### GIVEN DATA
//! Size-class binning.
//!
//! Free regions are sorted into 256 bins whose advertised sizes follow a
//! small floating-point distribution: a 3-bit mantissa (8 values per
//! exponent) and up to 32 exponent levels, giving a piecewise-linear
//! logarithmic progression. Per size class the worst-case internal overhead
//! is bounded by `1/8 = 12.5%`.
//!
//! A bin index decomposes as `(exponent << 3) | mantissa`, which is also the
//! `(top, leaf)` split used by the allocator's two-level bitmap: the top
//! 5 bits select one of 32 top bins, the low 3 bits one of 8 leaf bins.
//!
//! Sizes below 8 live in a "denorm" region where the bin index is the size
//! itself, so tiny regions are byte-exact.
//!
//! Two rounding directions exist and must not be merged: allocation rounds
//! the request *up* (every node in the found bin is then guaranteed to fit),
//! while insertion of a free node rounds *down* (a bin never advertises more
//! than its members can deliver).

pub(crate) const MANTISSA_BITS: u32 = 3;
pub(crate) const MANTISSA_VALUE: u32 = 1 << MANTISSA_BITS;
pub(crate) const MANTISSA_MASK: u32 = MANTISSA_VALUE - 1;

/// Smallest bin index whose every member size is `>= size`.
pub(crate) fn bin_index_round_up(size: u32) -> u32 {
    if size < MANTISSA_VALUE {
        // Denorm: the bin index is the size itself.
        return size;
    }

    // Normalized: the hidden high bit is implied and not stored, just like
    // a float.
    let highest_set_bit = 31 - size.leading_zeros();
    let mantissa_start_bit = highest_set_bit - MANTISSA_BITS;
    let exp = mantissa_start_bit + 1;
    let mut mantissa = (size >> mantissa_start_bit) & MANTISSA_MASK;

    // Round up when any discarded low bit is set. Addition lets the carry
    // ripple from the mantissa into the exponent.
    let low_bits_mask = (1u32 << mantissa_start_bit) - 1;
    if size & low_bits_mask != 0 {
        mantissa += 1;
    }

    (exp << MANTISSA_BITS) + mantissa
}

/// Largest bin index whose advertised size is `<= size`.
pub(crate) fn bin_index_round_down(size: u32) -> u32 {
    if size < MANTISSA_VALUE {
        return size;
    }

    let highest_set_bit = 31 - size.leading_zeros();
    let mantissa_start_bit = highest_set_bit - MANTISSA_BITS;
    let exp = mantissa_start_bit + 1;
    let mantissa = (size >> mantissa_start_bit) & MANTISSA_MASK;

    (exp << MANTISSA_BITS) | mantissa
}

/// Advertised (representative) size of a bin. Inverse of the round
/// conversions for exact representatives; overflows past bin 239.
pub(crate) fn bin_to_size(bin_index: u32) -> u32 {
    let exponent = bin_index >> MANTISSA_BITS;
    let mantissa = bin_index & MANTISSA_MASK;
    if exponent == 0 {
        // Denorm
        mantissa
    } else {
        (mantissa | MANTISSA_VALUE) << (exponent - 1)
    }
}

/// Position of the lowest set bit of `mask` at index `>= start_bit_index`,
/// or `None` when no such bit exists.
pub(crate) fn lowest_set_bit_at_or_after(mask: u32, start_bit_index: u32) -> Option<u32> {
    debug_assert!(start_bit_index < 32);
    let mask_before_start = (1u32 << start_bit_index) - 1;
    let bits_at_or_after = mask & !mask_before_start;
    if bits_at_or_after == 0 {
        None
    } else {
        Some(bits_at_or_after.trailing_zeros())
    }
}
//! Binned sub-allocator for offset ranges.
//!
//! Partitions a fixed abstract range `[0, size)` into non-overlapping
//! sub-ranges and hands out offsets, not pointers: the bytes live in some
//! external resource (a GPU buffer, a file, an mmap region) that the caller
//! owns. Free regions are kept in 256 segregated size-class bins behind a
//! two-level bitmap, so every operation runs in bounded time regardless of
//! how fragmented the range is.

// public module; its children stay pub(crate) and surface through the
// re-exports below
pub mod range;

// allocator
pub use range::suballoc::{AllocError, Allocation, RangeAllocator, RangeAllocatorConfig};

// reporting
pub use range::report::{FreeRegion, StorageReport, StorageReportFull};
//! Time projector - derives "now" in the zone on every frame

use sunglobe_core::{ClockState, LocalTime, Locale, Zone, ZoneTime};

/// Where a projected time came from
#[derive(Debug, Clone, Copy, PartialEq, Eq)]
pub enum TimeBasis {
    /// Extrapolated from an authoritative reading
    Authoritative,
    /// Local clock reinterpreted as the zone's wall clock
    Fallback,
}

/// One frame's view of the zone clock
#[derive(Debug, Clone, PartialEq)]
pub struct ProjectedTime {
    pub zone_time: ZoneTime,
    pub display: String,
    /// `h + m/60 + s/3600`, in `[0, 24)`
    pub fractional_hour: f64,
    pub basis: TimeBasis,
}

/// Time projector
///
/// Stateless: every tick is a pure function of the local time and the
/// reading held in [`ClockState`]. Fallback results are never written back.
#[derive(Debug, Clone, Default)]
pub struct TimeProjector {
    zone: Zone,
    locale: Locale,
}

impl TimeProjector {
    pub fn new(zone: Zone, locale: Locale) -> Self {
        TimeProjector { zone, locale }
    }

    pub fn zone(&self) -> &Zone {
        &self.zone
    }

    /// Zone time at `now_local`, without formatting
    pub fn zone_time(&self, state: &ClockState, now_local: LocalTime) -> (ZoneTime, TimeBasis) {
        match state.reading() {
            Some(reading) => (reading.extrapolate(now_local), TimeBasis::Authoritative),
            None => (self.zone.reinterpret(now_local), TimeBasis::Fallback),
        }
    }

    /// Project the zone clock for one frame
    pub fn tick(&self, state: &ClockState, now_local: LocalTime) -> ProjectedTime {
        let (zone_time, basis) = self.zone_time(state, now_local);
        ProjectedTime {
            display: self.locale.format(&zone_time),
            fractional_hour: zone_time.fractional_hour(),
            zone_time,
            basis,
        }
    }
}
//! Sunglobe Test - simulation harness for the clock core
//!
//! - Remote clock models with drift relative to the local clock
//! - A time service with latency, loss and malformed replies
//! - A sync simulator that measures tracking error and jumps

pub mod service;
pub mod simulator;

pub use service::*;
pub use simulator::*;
######
### GIVEN DATA
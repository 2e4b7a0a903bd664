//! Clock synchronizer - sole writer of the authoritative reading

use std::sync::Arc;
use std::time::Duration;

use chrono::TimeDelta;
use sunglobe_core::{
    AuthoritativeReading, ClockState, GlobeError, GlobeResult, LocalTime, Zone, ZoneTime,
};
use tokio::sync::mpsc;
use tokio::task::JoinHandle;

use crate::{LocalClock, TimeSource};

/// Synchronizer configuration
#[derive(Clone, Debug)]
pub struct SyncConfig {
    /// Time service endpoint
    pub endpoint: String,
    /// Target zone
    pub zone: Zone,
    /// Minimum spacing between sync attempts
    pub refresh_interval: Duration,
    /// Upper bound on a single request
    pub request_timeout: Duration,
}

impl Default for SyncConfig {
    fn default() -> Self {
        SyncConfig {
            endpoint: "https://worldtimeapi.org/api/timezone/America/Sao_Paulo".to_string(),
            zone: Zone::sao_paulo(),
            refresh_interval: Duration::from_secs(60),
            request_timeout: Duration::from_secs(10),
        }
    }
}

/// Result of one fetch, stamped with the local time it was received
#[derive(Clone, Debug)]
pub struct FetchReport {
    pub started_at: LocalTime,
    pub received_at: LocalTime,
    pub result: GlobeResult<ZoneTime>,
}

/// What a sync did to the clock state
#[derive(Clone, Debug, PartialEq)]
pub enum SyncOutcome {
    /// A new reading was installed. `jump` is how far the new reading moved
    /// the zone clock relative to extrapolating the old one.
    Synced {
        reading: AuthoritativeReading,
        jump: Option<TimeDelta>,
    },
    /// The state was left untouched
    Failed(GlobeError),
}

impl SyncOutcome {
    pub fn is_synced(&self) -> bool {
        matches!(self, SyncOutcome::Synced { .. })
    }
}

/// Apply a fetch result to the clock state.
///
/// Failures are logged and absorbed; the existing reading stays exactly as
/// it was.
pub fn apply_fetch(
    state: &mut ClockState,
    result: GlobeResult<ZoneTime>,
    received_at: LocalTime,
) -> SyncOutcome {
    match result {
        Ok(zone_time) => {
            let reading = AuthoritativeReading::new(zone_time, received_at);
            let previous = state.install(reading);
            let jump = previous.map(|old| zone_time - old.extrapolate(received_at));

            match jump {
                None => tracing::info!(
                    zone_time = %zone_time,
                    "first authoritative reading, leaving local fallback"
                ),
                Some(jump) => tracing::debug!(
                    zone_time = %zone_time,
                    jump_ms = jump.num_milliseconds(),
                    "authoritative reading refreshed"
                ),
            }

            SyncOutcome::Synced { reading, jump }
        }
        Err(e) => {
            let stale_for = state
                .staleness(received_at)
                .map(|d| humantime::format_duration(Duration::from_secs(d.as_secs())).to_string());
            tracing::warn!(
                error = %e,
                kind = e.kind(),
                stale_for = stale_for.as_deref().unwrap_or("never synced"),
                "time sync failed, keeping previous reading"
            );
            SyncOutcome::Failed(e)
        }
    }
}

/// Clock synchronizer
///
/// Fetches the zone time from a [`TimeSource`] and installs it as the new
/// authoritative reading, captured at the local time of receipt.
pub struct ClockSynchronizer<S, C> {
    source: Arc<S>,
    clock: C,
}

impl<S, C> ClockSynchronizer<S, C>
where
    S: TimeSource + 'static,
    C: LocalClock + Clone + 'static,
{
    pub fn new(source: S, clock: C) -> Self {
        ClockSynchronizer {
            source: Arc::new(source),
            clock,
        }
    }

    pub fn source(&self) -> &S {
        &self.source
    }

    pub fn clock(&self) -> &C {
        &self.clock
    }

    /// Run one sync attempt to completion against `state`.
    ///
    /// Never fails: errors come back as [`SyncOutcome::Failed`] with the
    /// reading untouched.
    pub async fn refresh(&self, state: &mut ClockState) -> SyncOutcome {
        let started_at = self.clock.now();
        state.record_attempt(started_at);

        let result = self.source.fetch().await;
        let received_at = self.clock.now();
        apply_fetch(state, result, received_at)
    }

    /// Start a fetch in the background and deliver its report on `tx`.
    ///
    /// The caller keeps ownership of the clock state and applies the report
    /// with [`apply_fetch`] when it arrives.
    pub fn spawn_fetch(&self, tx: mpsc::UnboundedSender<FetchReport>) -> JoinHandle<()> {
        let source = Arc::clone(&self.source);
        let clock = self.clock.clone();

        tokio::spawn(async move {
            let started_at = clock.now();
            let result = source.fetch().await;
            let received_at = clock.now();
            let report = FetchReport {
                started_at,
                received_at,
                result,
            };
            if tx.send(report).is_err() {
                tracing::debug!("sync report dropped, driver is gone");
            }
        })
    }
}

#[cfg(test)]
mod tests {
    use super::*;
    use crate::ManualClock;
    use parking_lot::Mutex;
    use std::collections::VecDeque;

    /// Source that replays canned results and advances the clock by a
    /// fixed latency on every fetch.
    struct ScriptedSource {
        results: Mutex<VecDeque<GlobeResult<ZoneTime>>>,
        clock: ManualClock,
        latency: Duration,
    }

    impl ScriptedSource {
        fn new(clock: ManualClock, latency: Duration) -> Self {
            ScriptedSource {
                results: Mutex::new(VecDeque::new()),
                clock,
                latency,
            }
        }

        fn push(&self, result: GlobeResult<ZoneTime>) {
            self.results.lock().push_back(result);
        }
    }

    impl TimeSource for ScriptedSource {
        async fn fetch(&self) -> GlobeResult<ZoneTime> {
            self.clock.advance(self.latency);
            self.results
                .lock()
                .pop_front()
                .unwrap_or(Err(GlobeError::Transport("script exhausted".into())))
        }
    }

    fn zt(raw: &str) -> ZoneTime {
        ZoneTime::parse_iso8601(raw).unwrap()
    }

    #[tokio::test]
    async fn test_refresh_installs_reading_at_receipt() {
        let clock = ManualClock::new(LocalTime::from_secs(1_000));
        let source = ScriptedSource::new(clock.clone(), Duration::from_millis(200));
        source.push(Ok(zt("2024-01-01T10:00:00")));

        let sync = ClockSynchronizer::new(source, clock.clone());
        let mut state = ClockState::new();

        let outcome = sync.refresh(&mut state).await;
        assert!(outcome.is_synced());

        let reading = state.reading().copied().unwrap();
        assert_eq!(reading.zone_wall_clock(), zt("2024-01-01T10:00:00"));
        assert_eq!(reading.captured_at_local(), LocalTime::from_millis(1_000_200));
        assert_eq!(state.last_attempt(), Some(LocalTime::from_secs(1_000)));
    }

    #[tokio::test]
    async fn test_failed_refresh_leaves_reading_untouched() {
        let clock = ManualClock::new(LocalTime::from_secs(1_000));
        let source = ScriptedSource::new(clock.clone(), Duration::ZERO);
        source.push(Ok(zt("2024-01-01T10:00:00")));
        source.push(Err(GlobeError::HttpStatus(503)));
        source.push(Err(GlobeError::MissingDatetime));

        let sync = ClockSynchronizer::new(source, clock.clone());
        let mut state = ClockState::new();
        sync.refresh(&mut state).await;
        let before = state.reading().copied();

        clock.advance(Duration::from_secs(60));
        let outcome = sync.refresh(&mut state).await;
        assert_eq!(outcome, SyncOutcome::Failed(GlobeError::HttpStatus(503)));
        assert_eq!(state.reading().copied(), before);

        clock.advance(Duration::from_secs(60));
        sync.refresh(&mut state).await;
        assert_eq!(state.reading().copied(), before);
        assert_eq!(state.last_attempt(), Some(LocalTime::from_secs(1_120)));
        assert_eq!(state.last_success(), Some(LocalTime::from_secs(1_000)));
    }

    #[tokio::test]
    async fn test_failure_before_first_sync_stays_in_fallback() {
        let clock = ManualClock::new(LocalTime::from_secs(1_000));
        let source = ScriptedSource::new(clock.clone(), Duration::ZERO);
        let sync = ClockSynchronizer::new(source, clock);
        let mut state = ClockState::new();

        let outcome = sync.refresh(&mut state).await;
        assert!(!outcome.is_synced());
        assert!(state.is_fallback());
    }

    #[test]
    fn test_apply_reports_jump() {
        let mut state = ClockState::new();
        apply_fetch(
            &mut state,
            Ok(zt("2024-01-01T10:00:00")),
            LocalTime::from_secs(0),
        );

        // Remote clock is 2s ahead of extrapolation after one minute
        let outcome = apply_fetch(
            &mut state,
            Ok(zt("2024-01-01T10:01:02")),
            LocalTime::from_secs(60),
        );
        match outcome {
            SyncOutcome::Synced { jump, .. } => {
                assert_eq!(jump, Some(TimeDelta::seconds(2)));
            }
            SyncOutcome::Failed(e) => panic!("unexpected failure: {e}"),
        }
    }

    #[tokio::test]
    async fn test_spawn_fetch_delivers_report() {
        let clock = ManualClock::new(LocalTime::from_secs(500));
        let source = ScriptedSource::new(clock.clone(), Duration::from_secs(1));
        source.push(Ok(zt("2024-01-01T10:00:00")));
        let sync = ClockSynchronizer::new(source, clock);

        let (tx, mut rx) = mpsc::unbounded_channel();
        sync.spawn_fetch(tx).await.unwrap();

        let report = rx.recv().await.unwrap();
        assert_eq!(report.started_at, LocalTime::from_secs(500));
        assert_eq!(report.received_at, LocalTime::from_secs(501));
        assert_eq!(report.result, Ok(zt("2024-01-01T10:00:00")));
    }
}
######
* _REQUIREMENT_: Filter the data above down to lines with the word "VecDeque", and copy them.

* _ANSWER TO THIS TASK_:
    use std::collections::VecDeque;
        results: Mutex<VecDeque<GlobeResult<ZoneTime>>>,
                results: Mutex::new(VecDeque::new()),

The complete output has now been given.